Multifactorial treatment approach to reduce CV events and the development of metabolic disease

Treatment guidelines and society recommendations for the management of CVD and metabolic disease recognize that a multifactorial approach is required. For example, risk scoring and the subsequent implementation of treatment as appropriate is central to the European Society of Hypertension–European Society of Cardiology (ESH–ESC) guidelines, which recommend stratifying patients according to prognosis based on BP levels, lifestyle, target organ damage, and diabetes (ESH–ESC Guidelines Committee 2003). The ESH–ESC guidelines recommend that treatment should address all of these factors and provide BP targets based on overall risk. For example, in patients with diabetes the recommended target BP is lower than that considered acceptable for the general population. Current Joint European Societies Cardiovascular Disease Prevention Guidelines and National Cholesterol Education Program Adult Treatment Panel III (NCEP ATP III) Guidelines also recognize the need for a multifactorial approach and recommend the use of the risk-assessment charts to tailor treatment to each patient’s risk profile (NCEP Expert Panel 2002; De Backer et al 2003). Similarly, the IDF supports an aggressive, multifaceted treatment approach for individuals with metabolic syndrome (IDF 2006). However, worldwide, physicians still tend to focus on managing a single CV risk factor, for example BP, rather than focusing on overall risk management (Volpe and Tocci 2006). This situation must change if decreases in CV mortality and morbidity, and metabolic disease are to be achieved.

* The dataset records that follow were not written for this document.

impl BookingManager {
    pub fn new(storage: Storage, payment_window_millis: i64) -> Self {
        Self::with_clock(storage, payment_window_millis, Arc::new(SystemClock))
    }

    pub fn with_clock(
        storage: Storage,
        payment_window_millis: i64,
        clock: Arc<dyn Clock>,
    ) -> Self {
        let (event_tx, _) = broadcast::channel(EVENT_CHANNEL_CAPACITY);
        Self {
            storage,
            clock,
            payment_window_millis,
            event_tx,
        }
    }

    /// Subscribe to lifecycle events
    pub fn subscribe(&self) -> broadcast::Receiver<BookingEvent> {
        self.event_tx.subscribe()
    }

    pub fn storage(&self) -> &Storage {
        &self.storage
    }

    pub fn now_millis(&self) -> i64 {
        self.clock.now_millis()
    }

    pub fn payment_window_millis(&self) -> i64 {
        self.payment_window_millis
    }

    fn publish(&self, kind: BookingEventKind, record: &BookingRecord) {
        let event = BookingEvent {
            kind,
            booking_id: record.id.clone(),
            status: record.status,
            seat_count: record.seat_count(),
            timestamp: self.clock.now_millis(),
        };
        if self.event_tx.send(event).is_err() {
            tracing::trace!(booking_id = %record.id, "No event subscribers");
        }
    }

    // ========== Queries ==========

    pub fn get_booking(&self, booking_id: &str) -> BookingResult<BookingRecord> {
        self.storage
            .get_booking(booking_id)?
            .ok_or_else(|| BookingError::NotFound(booking_id.to_string()))
    }

    pub fn list_bookings(&self, filter: &BookingFilter) -> BookingResult<Vec<BookingRecord>> {
        Ok(self
            .storage
            .list_bookings()?
            .into_iter()
            .filter(|r| filter.matches(r))
            .collect())
    }

    // ========== Commands ==========

    /// Price and atomically claim the selected seats
    ///
    /// 任一座位已被占用时整单失败 (`SeatConflict`)，不做部分预订也不自动重试。
    pub fn create_booking(
        &self,
        customer: CustomerInfo,
        seats: Vec<SelectedSeat>,
    ) -> BookingResult<BookingRecord> {
        validate_required_text(&customer.customer_name, "customer_name", MAX_NAME_LEN)?;
        validate_required_text(&customer.phone, "phone", MAX_SHORT_TEXT_LEN)?;
        validate_optional_text(&customer.notes, "notes", MAX_NOTE_LEN)?;
        if seats.is_empty() {
            return Err(BookingError::EmptySelection);
        }

        let txn = self.storage.begin_write()?;

        let (tables, zones) = self.storage.read_catalog_txn(&txn)?;
        let snapshot = CatalogSnapshot::from_parts(tables, zones);
        let breakdown = snapshot.price(&seats)?;

        let mut conflicts = Vec::new();
        for seat in &seats {
            if self
                .storage
                .get_hold_txn(&txn, seat.table_id, seat.seat_number)?
                .is_some()
            {
                conflicts.push(*seat);
            }
        }
        if !conflicts.is_empty() {
            tracing::info!(
                conflicts = conflicts.len(),
                requested = seats.len(),
                "Seat claim lost, booking rejected"
            );
            txn.abort().map_err(StorageError::from)?;
            return Err(BookingError::SeatConflict(conflicts));
        }

        let now = self.clock.now_millis();
        let booking_id = uuid::Uuid::new_v4().to_string();
        let deadline = now.saturating_add(self.payment_window_millis);

        let mut booking_seats = Vec::with_capacity(seats.len());
        for seat in &seats {
            let zone = snapshot.zone_of(seat.table_id).ok_or_else(|| {
                crate::pricing::PricingError::InternalInvariant(format!(
                    "Table {} priced but missing from snapshot",
                    seat.table_id
                ))
            })?;
            booking_seats.push(BookingSeat {
                table_id: seat.table_id,
                seat_number: seat.seat_number,
                zone: zone.to_string(),
            });
            self.storage
                .insert_hold(&txn, seat.table_id, seat.seat_number, &booking_id)?;
        }

        let record = BookingRecord {
            id: booking_id,
            customer_name: customer.customer_name.trim().to_string(),
            phone: customer.phone.trim().to_string(),
            notes: customer.notes,
            seats: booking_seats,
            total_price: breakdown.total_final_price,
            status: BookingStatus::PendingPayment,
            booking_date: now,
            payment_proof: None,
            payment_deadline: Some(deadline),
            updated_at: now,
        };
        self.storage.put_booking(&txn, &record)?;
        self.storage.insert_pending(&txn, &record.id, deadline)?;
        txn.commit().map_err(StorageError::from)?;

        tracing::info!(
            booking_id = %record.id,
            seats = record.seat_count(),
            total = %record.total_price,
            deadline = %shared::util::format_millis(deadline),
            "Booking created"
        );
        self.publish(BookingEventKind::Created, &record);
        Ok(record)
    }

    /// Attach payment proof and confirm
    ///
    /// 仅 `pending_payment` 且未过付款时限时允许；过期时不做任何修改。
    pub fn confirm_payment(
        &self,
        booking_id: &str,
        payment_proof: &str,
    ) -> BookingResult<BookingRecord> {
        validate_required_text(payment_proof, "payment_proof", MAX_NOTE_LEN)?;

        let txn = self.storage.begin_write()?;
        let mut record = self
            .storage
            .get_booking_txn(&txn, booking_id)?
            .ok_or_else(|| BookingError::NotFound(booking_id.to_string()))?;

        if record.status != BookingStatus::PendingPayment {
            return Err(BookingError::InvalidState {
                booking_id: record.id,
                status: record.status,
                action: "confirm",
            });
        }

        let now = self.clock.now_millis();
        if let Some(deadline) = record.payment_deadline
            && now > deadline
        {
            tracing::info!(booking_id = %record.id, "Payment arrived after deadline");
            return Err(BookingError::DeadlineExpired {
                booking_id: record.id,
                deadline,
            });
        }

        record.status = BookingStatus::Confirmed;
        record.payment_proof = Some(payment_proof.trim().to_string());
        record.payment_deadline = None;
        record.updated_at = now;
        self.storage.put_booking(&txn, &record)?;
        self.storage.remove_pending(&txn, &record.id)?;
        txn.commit().map_err(StorageError::from)?;

        tracing::info!(booking_id = %record.id, "Booking confirmed");
        self.publish(BookingEventKind::Confirmed, &record);
        Ok(record)
    }

    /// Cancel and release seats
    pub fn cancel_booking(
        &self,
        booking_id: &str,
        by: CancelledBy,
    ) -> BookingResult<BookingRecord> {
        let txn = self.storage.begin_write()?;
        let mut record = self
            .storage
            .get_booking_txn(&txn, booking_id)?
            .ok_or_else(|| BookingError::NotFound(booking_id.to_string()))?;

        let allowed = match by {
            CancelledBy::Customer => record.status == BookingStatus::PendingPayment,
            CancelledBy::Admin => !record.status.is_terminal(),
        };
        if !allowed {
            return Err(BookingError::InvalidState {
                booking_id: record.id,
                status: record.status,
                action: "cancel",
            });
        }

        let released = self.release_seats(&txn, &record)?;
        record.status = BookingStatus::Cancelled;
        record.payment_deadline = None;
        record.updated_at = self.clock.now_millis();
        self.storage.put_booking(&txn, &record)?;
        self.storage.remove_pending(&txn, &record.id)?;
        txn.commit().map_err(StorageError::from)?;

        tracing::info!(booking_id = %record.id, by = ?by, released, "Booking cancelled");
        self.publish(BookingEventKind::Cancelled, &record);
        Ok(record)
    }

    /// Move an overdue booking to `payment_timeout` and release its seats
    ///
    /// 返回 `None` 表示无操作：预订已不是 `pending_payment`，或尚未到期。
    /// 重复调用与调用一次效果相同。
    pub fn expire_booking(&self, booking_id: &str) -> BookingResult<Option<BookingRecord>> {
        let txn = self.storage.begin_write()?;
        let mut record = self
            .storage
            .get_booking_txn(&txn, booking_id)?
            .ok_or_else(|| BookingError::NotFound(booking_id.to_string()))?;

        if record.status != BookingStatus::PendingPayment {
            return Ok(None);
        }
        let now = self.clock.now_millis();
        if record.payment_deadline.is_some_and(|deadline| now <= deadline) {
            return Ok(None);
        }

        let released = self.release_seats(&txn, &record)?;
        record.status = BookingStatus::PaymentTimeout;
        record.payment_deadline = None;
        record.updated_at = now;
        self.storage.put_booking(&txn, &record)?;
        self.storage.remove_pending(&txn, &record.id)?;
        txn.commit().map_err(StorageError::from)?;

        tracing::info!(booking_id = %record.id, released, "Booking payment timed out");
        self.publish(BookingEventKind::Expired, &record);
        Ok(Some(record))
    }

    /// Expire every booking whose deadline has passed
    ///
    /// 单个预订失败只记录日志，不影响其余预订。
    pub fn sweep_expired(&self) -> BookingResult<Vec<BookingRecord>> {
        let now = self.clock.now_millis();
        let due = self.storage.due_pending(now)?;
        let mut expired = Vec::new();

        for booking_id in due {
            match self.expire_booking(&booking_id) {
                Ok(Some(record)) => expired.push(record),
                Ok(None) => {}
                Err(BookingError::NotFound(_)) => {
                    // 索引残留：记录已被删除
                    let txn = self.storage.begin_write()?;
                    self.storage.remove_pending(&txn, &booking_id)?;
                    txn.commit().map_err(StorageError::from)?;
                }
                Err(e) => {
                    tracing::error!(booking_id = %booking_id, error = %e, "Failed to expire booking");
                }
            }
        }

        if !expired.is_empty() {
            tracing::info!(count = expired.len(), "Expired overdue bookings");
        }
        Ok(expired)
    }

    /// Edit customer details; never touches status, seats or total
    pub fn update_booking_details(
        &self,
        booking_id: &str,
        update: BookingUpdate,
    ) -> BookingResult<BookingRecord> {
        if let Some(name) = &update.customer_name {
            validate_required_text(name, "customer_name", MAX_NAME_LEN)?;
        }
        if let Some(phone) = &update.phone {
            validate_required_text(phone, "phone", MAX_SHORT_TEXT_LEN)?;
        }
        validate_optional_text(&update.notes, "notes", MAX_NOTE_LEN)?;

        let txn = self.storage.begin_write()?;
        let mut record = self
            .storage
            .get_booking_txn(&txn, booking_id)?
            .ok_or_else(|| BookingError::NotFound(booking_id.to_string()))?;

        if let Some(name) = update.customer_name {
            record.customer_name = name.trim().to_string();
        }
        if let Some(phone) = update.phone {
            record.phone = phone.trim().to_string();
        }
        if let Some(notes) = update.notes {
            record.notes = Some(notes);
        }
        record.updated_at = self.clock.now_millis();
        self.storage.put_booking(&txn, &record)?;
        txn.commit().map_err(StorageError::from)?;

        tracing::info!(booking_id = %record.id, "Booking details updated");
        self.publish(BookingEventKind::Updated, &record);
        Ok(record)
    }

    /// Remove a booking entirely (admin), releasing any seats it holds
    pub fn delete_booking(&self, booking_id: &str) -> BookingResult<BookingRecord> {
        let txn = self.storage.begin_write()?;
        let record = self
            .storage
            .get_booking_txn(&txn, booking_id)?
            .ok_or_else(|| BookingError::NotFound(booking_id.to_string()))?;

        let released = self.release_seats(&txn, &record)?;
        self.storage.remove_booking(&txn, &record.id)?;
        self.storage.remove_pending(&txn, &record.id)?;
        txn.commit().map_err(StorageError::from)?;

        tracing::warn!(booking_id = %record.id, status = %record.status, released, "Booking deleted");
        self.publish(BookingEventKind::Deleted, &record);
        Ok(record)
    }

    fn release_seats(
        &self,
        txn: &redb::WriteTransaction,
        record: &BookingRecord,
    ) -> BookingResult<usize> {
        // 终止态预订的座位早已释放，可能已被新预订占用
        if !record.status.holds_seats() {
            return Ok(0);
        }
        let mut released = 0;
        for seat in &record.seats {
            if self
                .storage
                .release_hold(txn, seat.table_id, seat.seat_number, &record.id)?
            {
                released += 1;
            }
        }
        Ok(released)
    }
}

Over recent years, data have emerged to quantify the benefits of a global approach. The Anglo-Scandinavian Cardiac Outcomes Trial (ASCOT) trial showed the benefits of combining antihypertensive and statin therapy (Sever et al 2003). The primary objective of each of the two arms of ASCOT (BP lowering arm and lipid-lowering arm [LLA]) was to assess the differential effects on risk of nonfatal MI and fatal coronary heart disease (CHD) of two different treatment strategies assessed in a 2 × 2 factorial design. Following unblinding of the BP treatments in ASCOT-LLA, it was observed that the primary endpoint (nonfatal MI and fatal CHD) was significantly reduced by 53% in the amlodipine/atorvastatin group compared with amlodipine/placebo.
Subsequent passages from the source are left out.